The boys at his school nearly all liked him; he “went into things” so heartily, that he was wanted on both sides in all the games that had more than one. But with all his love of fun, the boys soon found that there were some sorts of fun—or what they called so—for which it was useless to ask his help. So when recess came, the morning before school closed for the summer, a group of boys gathered in a corner of the playground, whispering together, and did not ask him to join them. He felt a little left out in the cold, for some of his best friends were in the group, but he was not naturally suspicious, and his mother had brought him up in a wholesome fear of imagining himself injured or slighted.
“Always take good-will for granted, Johnny,” she said to him once, when he fancied himself neglected by somebody, “at least until you have the most positive proof of ill-will.”
So he joined some of the smaller boys, who did not seem to have been invited to the conference, and made them supremely happy by getting up a game of football.
He had just parted from one of the larger boys, on his way home from school that afternoon, and was near his gate, when a little fellow, the youngest of all his schoolmates, stuck his head cautiously out of the nearly closed gate, and, after seeing that the coast was clear, said in a mysterious whisper,—
“Hold on, Johnny, will you?

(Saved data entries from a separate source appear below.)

//! Typed configuration.
//!
//! Scheduler settings are fixed at construction. They come from defaults,
//! an optional TOML file, and environment overrides, in that order.
//! Loads once at startup and fails fast on malformed values.

use std::path::Path;
use std::time::Duration;

use serde::{Deserialize, Serialize};

use crate::error::{Error, Result};

/// Where a failed item with attempts left goes back into its lane.
#[derive(Debug, Clone, Copy, Default, PartialEq, Eq, Serialize, Deserialize)]
#[serde(rename_all = "snake_case")]
pub enum RetryPlacement {
    /// Keep the original position: retried before younger items.
    #[default]
    Head,
    /// Move behind everything already in the lane.
    Tail,
}

/// Which items an eviction sweep removes by age.
#[derive(Debug, Clone, Copy, Default, PartialEq, Eq, Serialize, Deserialize)]
#[serde(rename_all = "snake_case")]
pub enum EvictionPolicy {
    /// Completed items, plus anything older than the max age whatever its
    /// status. Unresolved work can be dropped this way.
    #[default]
    AnyStatus,
    /// Completed items only. Pending, processing and failed items stay
    /// until acknowledged.
    CompletedOnly,
}

/// Scheduler-wide settings.
#[derive(Debug, Clone, Serialize, Deserialize)]
#[serde(default)]
pub struct SchedulerConfig {
    /// Per-lane cap on items in `processing`.
    pub max_concurrent: usize,
    pub default_timeout_ms: u64,
    pub default_max_attempts: u32,
    pub eviction_max_age_ms: u64,
    /// Buffered events per subscriber before it starts lagging.
    pub event_capacity: usize,
    pub retry_placement: RetryPlacement,
    pub eviction_policy: EvictionPolicy,
}

impl Default for SchedulerConfig {
    fn default() -> Self {
        Self {
            max_concurrent: 3,
            default_timeout_ms: 30_000,
            default_max_attempts: 3,
            eviction_max_age_ms: 24 * 60 * 60 * 1000,
            event_capacity: 1024,
            retry_placement: RetryPlacement::Head,
            eviction_policy: EvictionPolicy::AnyStatus,
        }
    }
}

impl SchedulerConfig {
    pub fn from_toml_str(s: &str) -> Result<Self> {
        let config: Self =
            toml::from_str(s).map_err(|e| Error::Config(format!("bad scheduler config: {e}")))?;
        config.validate()?;
        Ok(config)
    }

    /// Read and validate a TOML config file.
    pub fn load(path: &Path) -> Result<Self> {
        let content = std::fs::read_to_string(path).map_err(|e| {
            Error::Config(format!("cannot read config {}: {e}", path.display()))
        })?;
        Self::from_toml_str(&content)
    }

    pub fn validate(&self) -> Result<()> {
        if self.max_concurrent == 0 {
            return Err(Error::Config("max_concurrent must be at least 1".into()));
        }
        if self.default_max_attempts == 0 {
            return Err(Error::Config(
                "default_max_attempts must be at least 1".into(),
            ));
        }
        if self.default_timeout_ms == 0 {
            return Err(Error::Config("default_timeout_ms must be positive".into()));
        }
        if self.event_capacity == 0 {
            return Err(Error::Config("event_capacity must be at least 1".into()));
        }
        Ok(())
    }

    pub fn default_timeout(&self) -> Duration {
        Duration::from_millis(self.default_timeout_ms)
    }

    pub fn eviction_max_age(&self) -> Duration {
        Duration::from_millis(self.eviction_max_age_ms)
    }

    pub fn to_toml_string(&self) -> Result<String> {
        toml::to_string_pretty(self).map_err(|e| Error::Other(format!("serialize config: {e}")))
    }
}

/// Process configuration.
#[derive(Debug)]
pub struct Config {
    pub scheduler: SchedulerConfig,
    pub otel_endpoint: Option<String>,
    pub log_level: String,
}

impl Config {
    /// Load configuration from environment variables.
    ///
    /// `LANEQ_CONFIG` names an optional TOML file; the individual
    /// `LANEQ_*` variables override whatever it sets.
    /// In local dev, call `dotenvy::dotenv().ok()` before this.
    pub fn from_env() -> Result<Self> {
        let mut scheduler = match std::env::var("LANEQ_CONFIG") {
            Ok(path) => SchedulerConfig::load(Path::new(&path))?,
            Err(_) => SchedulerConfig::default(),
        };

        if let Some(v) = parsed_var("LANEQ_MAX_CONCURRENT")? {
            scheduler.max_concurrent = v;
        }
        if let Some(v) = parsed_var("LANEQ_DEFAULT_TIMEOUT_MS")? {
            scheduler.default_timeout_ms = v;
        }
        if let Some(v) = parsed_var("LANEQ_DEFAULT_MAX_ATTEMPTS")? {
            scheduler.default_max_attempts = v;
        }
        if let Some(v) = parsed_var("LANEQ_EVICTION_MAX_AGE_MS")? {
            scheduler.eviction_max_age_ms = v;
        }
        scheduler.validate()?;

        Ok(Self {
            scheduler,
            otel_endpoint: std::env::var("OTEL_ENDPOINT").ok(),
            log_level: std::env::var("LOG_LEVEL").unwrap_or_else(|_| "info".to_string()),
        })
    }
}

fn parsed_var<T>(name: &str) -> Result<Option<T>>
where
    T: std::str::FromStr,
    T::Err: std::fmt::Display,
{
    match std::env::var(name) {
        Ok(raw) => raw
            .trim()
            .parse()
            .map(Some)
            .map_err(|e| Error::Config(format!("environment variable {name}={raw:?}: {e}"))),
        Err(_) => Ok(None),
    }
}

I’ve got something to tell you, but if you ever say I told you, you’ll get me into the awfullest scrape that ever was!”
If little Jamie Hughes had been talking to anybody but Johnny, he would have exacted a very solemn “indeed and double deed and upon my sacred honor I’ll never tell!”
But the boys all felt very sure, by this time, that Johnny would not do them an ill-turn, no matter what chance he might have; so Jamie went hurriedly on, linking his arm in Johnny’s as he spoke, and drawing him inside the gate and up the walk, as if he feared being seen.